The six largest U.S. banks, including Bank of America, Goldman and Morgan, currently hold nearly $668 billion in so-called Tier 1 capital, cash banks are required to hold as a backstop against unforeseen losses, Federal Reserve data as of March 31 show. All six companies are defined as "well capitalized" by federal bank regulators.

Schneiderman's inquiry also raises questions about the speed the Obama administration and a coalition of state attorneys general and bank regulators are moving towards a settlement agreement to resolve claims of widespread foreclosure abuse.

The states' top cops and representatives of the Department of Justice, Federal Trade Commission, Department of Housing and Urban Development and the Treasury Department are pushing the nation's largest mortgage companies to pay about $20 billion in a deal to end the months-long probes into shoddy and possibly illegal practices employed by Bank of America, JPMorgan Chase, Wells Fargo, Citigroup and Ally Financial.

While several investigations remain ongoing at the state and federal level, no agency has systematically examined loan-level documents to ensure the creation of mortgage securities complied with state laws or to examine the scope of sloppy paperwork in foreclosure proceedings, like the so-called "robo-signing" fiasco.

In its November report, the bailout watchdog said that the "robo-signing of affidavits served to cover up the fact that loan servicers cannot demonstrate the facts required to conduct a lawful foreclosure."

"In essence, banks may be unable to prove that they own the mortgage loans they claim to own," the panel said.

Sheila Bair, the chairman of the Federal Deposit Insurance Corporation, said at a Senate panel last month that "flawed mortgage banking processes have potentially infected millions of foreclosures."

"The extent of the loss cannot be determined until there is a comprehensive review of the loan files and documentation of the process dealing with problem loans," she added.

Despite that appraisal, Bair, along with Treasury Secretary Timothy Geithner and Shaun Donovan, secretary of Housing and Urban Development, have said they want a quick settlement.

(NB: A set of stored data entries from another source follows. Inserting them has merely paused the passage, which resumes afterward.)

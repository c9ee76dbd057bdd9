/*!
 * On-disk format of the AST cache.
 *
 * A versioned JSON container, optionally brotli-compressed. Files with an
 * unknown version are rejected with [`CacheError::UnsupportedVersion`] so the
 * caller can start from an empty cache.
 */

use serde::{Deserialize, Serialize};
use std::collections::HashMap;
use std::io::{Read, Write};
use std::path::Path;

use crate::errors::CacheError;
use crate::python::Module;

pub const FORMAT_VERSION: u32 = 1;

const BROTLI_BUFFER: usize = 4096;
const BROTLI_QUALITY: u32 = 5;
const BROTLI_WINDOW: u32 = 22;

#[derive(Debug, Clone, Default, PartialEq, Eq, Serialize, Deserialize)]
pub struct PersistedStats {
    pub hits: u64,
    pub misses: u64,
    pub evictions: u64,
}

#[derive(Debug, Deserialize)]
pub struct PersistedEntry {
    pub code: Module,
    /// Creation time in seconds since the Unix epoch
    pub timestamp: f64,
    pub size_bytes: usize,
    pub access_count: u64,
}

#[derive(Debug, Deserialize)]
pub struct PersistedCache {
    pub version: u32,
    pub entries: HashMap<String, PersistedEntry>,
    #[serde(default)]
    pub stats: PersistedStats,
}

/// Borrowed view used when writing, so trees are not cloned
#[derive(Serialize)]
pub struct EntryRef<'a> {
    pub code: &'a Module,
    pub timestamp: f64,
    pub size_bytes: usize,
    pub access_count: u64,
}

#[derive(Serialize)]
pub struct SnapshotRef<'a> {
    pub version: u32,
    pub entries: HashMap<&'a str, EntryRef<'a>>,
    pub stats: PersistedStats,
}

/// Writes the snapshot atomically: a temp file in the same directory is renamed over `path`
pub fn write_snapshot(path: &Path, snapshot: &SnapshotRef<'_>, compress: bool) -> Result<(), CacheError> {
    let json = serde_json::to_vec(snapshot)?;
    let bytes = if compress { compress_bytes(&json)? } else { json };

    let dir = match path.parent() {
        Some(parent) if !parent.as_os_str().is_empty() => parent.to_path_buf(),
        _ => std::env::current_dir()?,
    };
    std::fs::create_dir_all(&dir)?;
    let mut file = tempfile::NamedTempFile::new_in(&dir)?;
    file.write_all(&bytes)?;
    file.flush()?;
    file.persist(path).map_err(|e| CacheError::Io(e.error))?;
    Ok(())
}

/// Reads a snapshot; `Ok(None)` when the file does not exist
pub fn read_snapshot(path: &Path) -> Result<Option<PersistedCache>, CacheError> {
    if !path.exists() {
        return Ok(None);
    }
    let raw = std::fs::read(path)?;
    let json = if raw.first() == Some(&b'{') { raw } else { decompress_bytes(&raw)? };

    let value: serde_json::Value = serde_json::from_slice(&json)?;
    let version = value.get("version").and_then(|v| v.as_u64()).unwrap_or(0) as u32;
    if version != FORMAT_VERSION {
        return Err(CacheError::UnsupportedVersion(version));
    }
    let cache: PersistedCache = serde_json::from_value(value)?;
    Ok(Some(cache))
}

fn compress_bytes(data: &[u8]) -> Result<Vec<u8>, CacheError> {
    let mut out = Vec::new();
    {
        let mut writer = brotli::CompressorWriter::new(&mut out, BROTLI_BUFFER, BROTLI_QUALITY, BROTLI_WINDOW);
        writer.write_all(data).map_err(|e| CacheError::Compression(e.to_string()))?;
        writer.flush().map_err(|e| CacheError::Compression(e.to_string()))?;
    }
    Ok(out)
}

fn decompress_bytes(data: &[u8]) -> Result<Vec<u8>, CacheError> {
    let mut out = Vec::new();
    brotli::Decompressor::new(data, BROTLI_BUFFER)
        .read_to_end(&mut out)
        .map_err(|e| CacheError::Compression(e.to_string()))?;
    Ok(out)
}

Schneiderman's investigation of defective mortgage practices comes on the heels of public reports that Bank of America systematically failed to transfer essential documents to other entities in the daisy chain that turned home loans into securities to be sold on Wall Street.

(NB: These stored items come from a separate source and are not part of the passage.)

/*!
 * Incremental and streaming assembly.
 *
 * New blocks are merged into already assembled code without reprocessing
 * it: the previous text is parsed once to learn which imports, definitions
 * and statements it holds, and only new ones are spliced in.
 */

use log::{debug, warn};
use std::collections::{BTreeSet, HashSet};

use super::formatting::{dedent, indent, normalize_line_endings};
use super::imports::ImportSet;
use super::sections::{Definition, is_main_guard, segments};
use super::{ASSEMBLY_FILENAME, AssembledCode, CodeAssembler, SECTION_SEPARATOR};
use crate::blocks::CodeBlock;
use crate::errors::AssemblyError;
use crate::python::{Module, ParseMode};

/// What previously assembled code already contains
#[derive(Default)]
struct ExistingCode {
    imports: BTreeSet<String>,
    names: HashSet<String>,
    statements: HashSet<String>,
    /// Last line of the last top-level import
    import_end: Option<usize>,
    docstring_end: Option<usize>,
    /// First line of a `__main__` guard closing the module
    guard_line: Option<usize>,
}

impl ExistingCode {
    fn scan(source: &str, module: &Module) -> Self {
        let mut existing = ExistingCode::default();
        let mut imports = ImportSet::new();

        for (index, segment) in segments(source, &module.body, 0).0.into_iter().enumerate() {
            let stmt = segment.stmt;
            if index == 0 && stmt.is_docstring() {
                existing.docstring_end = Some(stmt.span.end_line);
            } else if stmt.is_import() {
                imports.add_statement(stmt);
                existing.import_end = Some(stmt.span.end_line);
            } else if let Some(name) = stmt.definition_name() {
                existing.names.insert(name.to_string());
            } else if is_main_guard(stmt) {
                for inner in stmt.child_bodies() {
                    for guarded in segments(source, inner, stmt.span.line).0 {
                        existing.statements.insert(statement_key(&guarded.text));
                    }
                }
            } else {
                existing.statements.insert(statement_key(&segment.text));
            }
        }

        existing.imports = imports.atoms();
        existing.guard_line = module.body.last().filter(|stmt| is_main_guard(stmt)).map(|stmt| stmt.span.line);
        existing
    }
}

/// Statement text without comments, blank lines or indentation
fn statement_key(text: &str) -> String {
    dedent(text)
        .lines()
        .map(str::trim_end)
        .filter(|line| !line.trim().is_empty() && !line.trim_start().starts_with('#'))
        .collect::<Vec<_>>()
        .join("\n")
}

fn text_lines(text: &str) -> Vec<String> {
    text.split('\n').map(str::to_string).collect()
}

impl CodeAssembler {
    /// Merges `new_blocks` into `previous`, keeping everything already there.
    ///
    /// Imports go after the existing imports, definitions before a closing
    /// `__main__` guard (or at the end) and main statements into that guard.
    /// Names and statements the previous code already has are skipped.
    pub fn assemble_incremental(
        &self,
        previous: &str,
        new_blocks: &[CodeBlock],
    ) -> Result<AssembledCode, AssemblyError> {
        if previous.trim().is_empty() {
            return self.assemble(new_blocks);
        }
        let previous = normalize_line_endings(previous);
        let code_blocks: Vec<&CodeBlock> = new_blocks.iter().filter(|b| b.is_code()).collect();
        if code_blocks.is_empty() {
            return Ok(AssembledCode {
                code: self.finish(&previous)?,
                warnings: vec!["No new code blocks to assemble".to_string()],
            });
        }

        let module = match self.cache.parse(&previous, ASSEMBLY_FILENAME, ParseMode::Exec) {
            Ok(module) => module,
            Err(e) => {
                warn!("Previously assembled code does not parse ({}); appending new code", e);
                let mut appended = self.assemble(new_blocks)?;
                appended.warnings.insert(0, "Previous code could not be parsed; new code appended as-is".to_string());
                appended.code = format!("{}{}{}", previous.trim_end(), SECTION_SEPARATOR, appended.code);
                return Ok(appended);
            }
        };

        let existing = ExistingCode::scan(&previous, &module);
        let mut warnings = Vec::new();
        let sections = self.collect_sections(&code_blocks, false, &mut warnings);

        let new_imports = sections.imports.without(&existing.imports);
        let definitions: Vec<Definition> = sections
            .merged_functions()
            .into_iter()
            .chain(sections.merged_classes())
            .filter(|definition| {
                let known = existing.names.contains(&definition.name);
                if known {
                    debug!("'{}' is already defined; skipping", definition.name);
                }
                !known
            })
            .collect();
        let globals: Vec<&str> = sections
            .globals
            .iter()
            .map(|assignment| assignment.code.as_str())
            .filter(|code| !existing.statements.contains(&statement_key(code)))
            .collect();
        let main: Vec<String> = sections
            .main
            .iter()
            .filter(|code| !existing.statements.contains(&statement_key(code)))
            .cloned()
            .collect();

        let declarations = [
            globals.join("\n"),
            definitions.iter().map(|d| d.code.as_str()).collect::<Vec<_>>().join(SECTION_SEPARATOR),
        ]
        .into_iter()
        .filter(|section| !section.is_empty())
        .collect::<Vec<_>>()
        .join(SECTION_SEPARATOR);

        let mut lines = text_lines(previous.trim_end_matches('\n'));
        let mut inserts: Vec<(usize, Vec<String>)> = Vec::new();

        match existing.guard_line {
            Some(guard_line) => {
                if !main.is_empty() {
                    lines.extend(text_lines(&indent(&main.join("\n"), self.indent_size)));
                }
                if !declarations.is_empty() {
                    let mut chunk = text_lines(&declarations);
                    chunk.extend([String::new(), String::new()]);
                    inserts.push((guard_line - 1, chunk));
                }
            }
            None => {
                let main = self.render_main(&main, sections.main_guard);
                for section in [declarations.as_str(), main.as_str()] {
                    if !section.is_empty() {
                        lines.extend([String::new(), String::new()]);
                        lines.extend(text_lines(section));
                    }
                }
            }
        }

        if !new_imports.is_empty() {
            let rendered = text_lines(&new_imports.render());
            let insert = match (existing.import_end, existing.docstring_end) {
                (Some(end), _) => (end, rendered),
                (None, Some(end)) => {
                    let mut chunk = vec![String::new(), String::new()];
                    chunk.extend(rendered);
                    (end, chunk)
                }
                (None, None) => {
                    let mut chunk = rendered;
                    chunk.extend([String::new(), String::new()]);
                    (0, chunk)
                }
            };
            inserts.push(insert);
        }

        inserts.sort_by(|a, b| b.0.cmp(&a.0));
        for (at, chunk) in inserts {
            let at = at.min(lines.len());
            lines.splice(at..at, chunk);
        }

        let code = self.finish(&lines.join("\n"))?;
        Ok(AssembledCode { code, warnings })
    }

    /// Assembles chunks of blocks one after another, each merged into the
    /// result of the chunks before it
    pub fn assemble_streaming<I>(&self, chunks: I) -> Result<AssembledCode, AssemblyError>
    where
        I: IntoIterator,
        I::Item: AsRef<[CodeBlock]>,
    {
        let mut assembled = AssembledCode::default();
        for (index, chunk) in chunks.into_iter().enumerate() {
            let step = self.assemble_incremental(&assembled.code, chunk.as_ref())?;
            debug!("Chunk {} merged, {} line(s) so far", index + 1, step.code.lines().count());
            assembled.code = step.code;
            assembled.warnings.extend(step.warnings);
        }
        Ok(assembled)
    }
}

#[cfg(test)]
mod tests {
    use super::*;
    use crate::app_config::Config;
    use crate::blocks::BlockType;
    use crate::cache::{AstCache, AstCacheConfig};
    use std::sync::Arc;

    fn assembler() -> CodeAssembler {
        CodeAssembler::new(Arc::new(AstCache::new(AstCacheConfig::default())), &Config::default())
    }

    fn code(text: &str) -> CodeBlock {
        CodeBlock::new(BlockType::TargetCode, text, (1, text.lines().count().max(1)))
    }

    #[test]
    fn test_incremental_should_append_only_new_items() {
        let previous = "import os\n\n\ndef a():\n    return os.sep\n";
        let result = assembler()
            .assemble_incremental(
                previous,
                &[code("import os\nimport sys\n\ndef a():\n    return 1\n\ndef b():\n    return sys.argv\n")],
            )
            .unwrap();
        assert_eq!(
            result.code,
            "import os\nimport sys\n\n\ndef a():\n    return os.sep\n\n\ndef b():\n    return sys.argv\n"
        );
    }

    #[test]
    fn test_incremental_should_extend_existing_main_guard() {
        let previous = "def main():\n    return 0\n\n\nif __name__ == \"__main__\":\n    main()\n";
        let result = assembler()
            .assemble_incremental(previous, &[code("def helper():\n    return 1\n"), code("main()\nprint(helper())\n")])
            .unwrap();
        assert_eq!(
            result.code,
            "def main():\n    return 0\n\n\ndef helper():\n    return 1\n\n\nif __name__ == \"__main__\":\n    main()\n    print(helper())\n"
        );
    }

    #[test]
    fn test_streaming_should_fold_chunks_in_order() {
        let chunks = vec![vec![code("import json\n")], vec![code("def load(s):\n    return json.loads(s)\n")]];
        let result = assembler().assemble_streaming(chunks).unwrap();
        assert_eq!(result.code, "import json\n\n\ndef load(s):\n    return json.loads(s)\n");
    }

    #[test]
    fn test_incremental_on_broken_previous_should_append() {
        let result = assembler().assemble_incremental("def broken(:\n", &[code("x = 1\n")]).unwrap();
        assert!(result.code.starts_with("def broken(:"));
        assert!(result.code.contains("x = 1"));
        assert!(result.warnings[0].contains("could not be parsed"));
    }

    #[test]
    fn test_incremental_without_new_code_should_keep_previous() {
        let previous = "x = 1\n";
        let result = assembler().assemble_incremental(previous, &[]).unwrap();
        assert_eq!(result.code, previous);
    }
}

A review of 104 New York foreclosure cases between 2006 and 2010 where Countrywide Financial made the original loan found that the nation's once-biggest home lender did not follow proper procedures in securitizing the mortgages, according to Abigail C. Field, a New York-based attorney who wrote a column about her findings for Fortune. Bank of America purchased Countrywide in 2008.

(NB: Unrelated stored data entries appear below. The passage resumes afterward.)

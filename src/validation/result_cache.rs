/*!
 * Bounded cache of validation results.
 *
 * Keys combine the kind of check with a SHA-256 of the code. When full, the
 * oldest inserted entry is dropped.
 */

use parking_lot::Mutex;
use sha2::{Digest, Sha256};
use std::collections::{HashMap, VecDeque};

use super::ValidationResult;

pub const DEFAULT_CAPACITY: usize = 100;

#[derive(Debug, Clone, Copy, PartialEq, Eq, Default)]
pub struct ResultCacheStats {
    pub size: usize,
    pub capacity: usize,
    pub hits: u64,
    pub misses: u64,
}

#[derive(Default)]
struct Inner {
    entries: HashMap<String, ValidationResult>,
    order: VecDeque<String>,
    hits: u64,
    misses: u64,
}

pub struct ResultCache {
    capacity: usize,
    inner: Mutex<Inner>,
}

impl ResultCache {
    pub fn new(capacity: usize) -> Self {
        Self { capacity: capacity.max(1), inner: Mutex::new(Inner::default()) }
    }

    pub fn key(kind: &str, code: &str) -> String {
        let digest = Sha256::digest(code.as_bytes());
        let hex: String = digest.iter().map(|b| format!("{:02x}", b)).collect();
        format!("{}:{}", kind, hex)
    }

    pub fn get(&self, key: &str) -> Option<ValidationResult> {
        let mut inner = self.inner.lock();
        match inner.entries.get(key).cloned() {
            Some(result) => {
                inner.hits += 1;
                Some(result)
            }
            None => {
                inner.misses += 1;
                None
            }
        }
    }

    pub fn put(&self, key: String, result: ValidationResult) {
        let mut inner = self.inner.lock();
        if inner.entries.insert(key.clone(), result).is_some() {
            return;
        }
        inner.order.push_back(key);
        while inner.order.len() > self.capacity {
            if let Some(oldest) = inner.order.pop_front() {
                inner.entries.remove(&oldest);
            }
        }
    }

    pub fn clear(&self) {
        let mut inner = self.inner.lock();
        inner.entries.clear();
        inner.order.clear();
    }

    pub fn stats(&self) -> ResultCacheStats {
        let inner = self.inner.lock();
        ResultCacheStats {
            size: inner.entries.len(),
            capacity: self.capacity,
            hits: inner.hits,
            misses: inner.misses,
        }
    }
}

impl Default for ResultCache {
    fn default() -> Self {
        Self::new(DEFAULT_CAPACITY)
    }
}

#[cfg(test)]
mod tests {
    use super::*;

    #[test]
    fn test_put_beyond_capacity_should_drop_oldest() {
        let cache = ResultCache::new(2);
        cache.put(ResultCache::key("syntax", "a"), ValidationResult::new());
        cache.put(ResultCache::key("syntax", "b"), ValidationResult::new());
        cache.put(ResultCache::key("syntax", "c"), ValidationResult::new());
        assert!(cache.get(&ResultCache::key("syntax", "a")).is_none());
        assert!(cache.get(&ResultCache::key("syntax", "c")).is_some());
        assert_eq!(cache.stats().size, 2);
    }

    #[test]
    fn test_key_should_separate_check_kinds() {
        assert_ne!(ResultCache::key("syntax", "x = 1"), ResultCache::key("logic", "x = 1"));
        assert!(ResultCache::key("logic", "x").starts_with("logic:"));
    }
}
/*!
 * Tests for the validator service
 */

use pseudocode_translator::app_config::{Config, ValidationLevel};
use pseudocode_translator::validation::Validator;

use crate::common;

fn validator_with(config: Config) -> Validator {
    Validator::new(common::fresh_cache(), &config)
}

fn validator() -> Validator {
    validator_with(Config::default())
}

#[test]
fn test_validate_all_simple_function_should_pass() {
    let result = validator().validate_all("def add(a, b):\n    return a + b\n");
    assert!(result.is_valid(), "{:?}", result.errors);
    assert!(result.line_numbers.is_empty());
}

#[test]
fn test_loop_variable_used_after_loop_should_be_reported_once() {
    let result = validator().validate_syntax("for item in range(3):\n    print(item)\nprint(item)\n");
    assert_eq!(result.errors.len(), 1, "{:?}", result.errors);
    assert!(result.errors[0].contains("Undefined name 'item'"));
    assert_eq!(result.line_numbers, vec![3]);
}

#[test]
fn test_names_defined_anywhere_in_scope_chain_should_not_be_reported() {
    let code = concat!(
        "import os\n",
        "\n",
        "BASE = os.getcwd()\n",
        "\n",
        "def join(name):\n",
        "    return os.path.join(BASE, name)\n",
        "\n",
        "class Store:\n",
        "    def path(self, name):\n",
        "        return join(name)\n",
        "\n",
        "print(Store().path('x'), len([n for n in range(3)]))\n",
    );
    let result = validator().validate_all(code);
    assert!(result.is_valid(), "{:?}", result.errors);
}

#[test]
fn test_blank_and_comment_lines_inside_body_should_validate() {
    let code = concat!(
        "def total(items):\n",
        "    # running sum\n",
        "    result = 0\n",
        "\n",
        "    for item in items:\n",
        "        # skip negatives\n",
        "\n",
        "        if item > 0:\n",
        "            result += item\n",
        "    return result\n",
    );
    let result = validator().validate_syntax(code);
    assert!(result.is_valid(), "{:?}", result.errors);
}

#[test]
fn test_module_level_forward_call_should_validate() {
    let code = concat!(
        "def main():\n",
        "    return helper(2)\n",
        "\n",
        "\n",
        "def helper(n):\n",
        "    return n * 2\n",
        "\n",
        "\n",
        "main()\n",
    );
    let result = validator().validate_syntax(code);
    assert!(result.is_valid(), "{:?}", result.errors);
    assert!(result.line_numbers.is_empty());
}

#[test]
fn test_call_before_module_definition_should_still_fail() {
    let result = validator().validate_syntax("main()

def main():
    return 1
");
    assert!(!result.is_valid());
    assert_eq!(result.line_numbers, vec![1]);
}

#[test]
fn test_eval_call_should_fail_unless_allowed() {
    let code = "value = eval(input())\nprint(value)\n";
    let result = validator().validate_syntax(code);
    assert!(!result.is_valid());
    assert!(result.errors.iter().any(|e| e.contains("eval()")));

    let permissive = validator_with(Config { allow_unsafe_operations: true, ..Config::default() });
    assert!(permissive.validate_syntax(code).is_valid());
}

#[test]
fn test_syntax_error_should_report_line_and_suggestion() {
    let result = validator().validate_syntax("x = 1\nif x > 0\n    print(x)\n");
    assert!(!result.is_valid());
    assert_eq!(result.line_numbers, vec![2]);
    assert!(!result.suggestions.is_empty());
}

#[test]
fn test_logic_problems_should_only_warn() {
    let code = "def ratio(a):\n    return a / 0\n    print('done')\n\nwhile True:\n    print(ratio(1))\n";
    let result = validator().validate_all(code);
    assert!(result.is_valid(), "{:?}", result.errors);
    let joined = result.warnings.join("\n");
    assert!(joined.contains("Unreachable code"));
    assert!(joined.contains("division by zero"));
    assert!(joined.contains("infinite loop"));
}

#[test]
fn test_unused_local_should_warn_only_in_strict_mode() {
    let code = "def f():\n    scratch = 1\n    return 2\n";
    let normal = validator_with(Config { validation_level: ValidationLevel::Normal, ..Config::default() });
    assert!(!normal.validate_logic(code).warnings.iter().any(|w| w.contains("scratch")));

    let strict = validator_with(Config { validation_level: ValidationLevel::Strict, ..Config::default() });
    assert!(strict.validate_logic(code).warnings.iter().any(|w| w.contains("Unused variable 'scratch'")));
}

#[test]
fn test_suggest_improvements_on_broken_code_should_ask_for_fix() {
    let suggestions = validator().suggest_improvements("def f(:\n");
    assert_eq!(suggestions, vec!["Fix syntax errors before requesting improvements".to_string()]);
}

The review "calls into question the securitization of these loans," Field wrote. She added that the findings also raise questions over the right of investors to foreclose on the borrowers who defaulted on their loans since the mortgage securities may be invalid.

In a New Jersey bankruptcy case last November, a Bank of America executive, Linda DeMartini, testified that Countrywide routinely did not convey crucial documents for loans sold to investors.

The judge cited the testimony in dismissing the bank's claim against the borrower. Bank of America later said DeMartini essentially did not know what she was talking about.

The case caused an uproar in mortgage banking and securitization circles because if Countrywide held onto essential documents -- rather than pass them onto the entity representing investors who bought their securities -- then investors could question whether the security was legal and force Bank of America to buy the investments back.

Investors in mortgage securities, which include pension funds and insurance companies, are currently embroiled in numerous lawsuits and private actions to compel banks to repurchase faulty mortgages. Some of the lawsuits raise questions over such paperwork problems.

Danny Kanner, a spokesman for Schneiderman, declined to comment.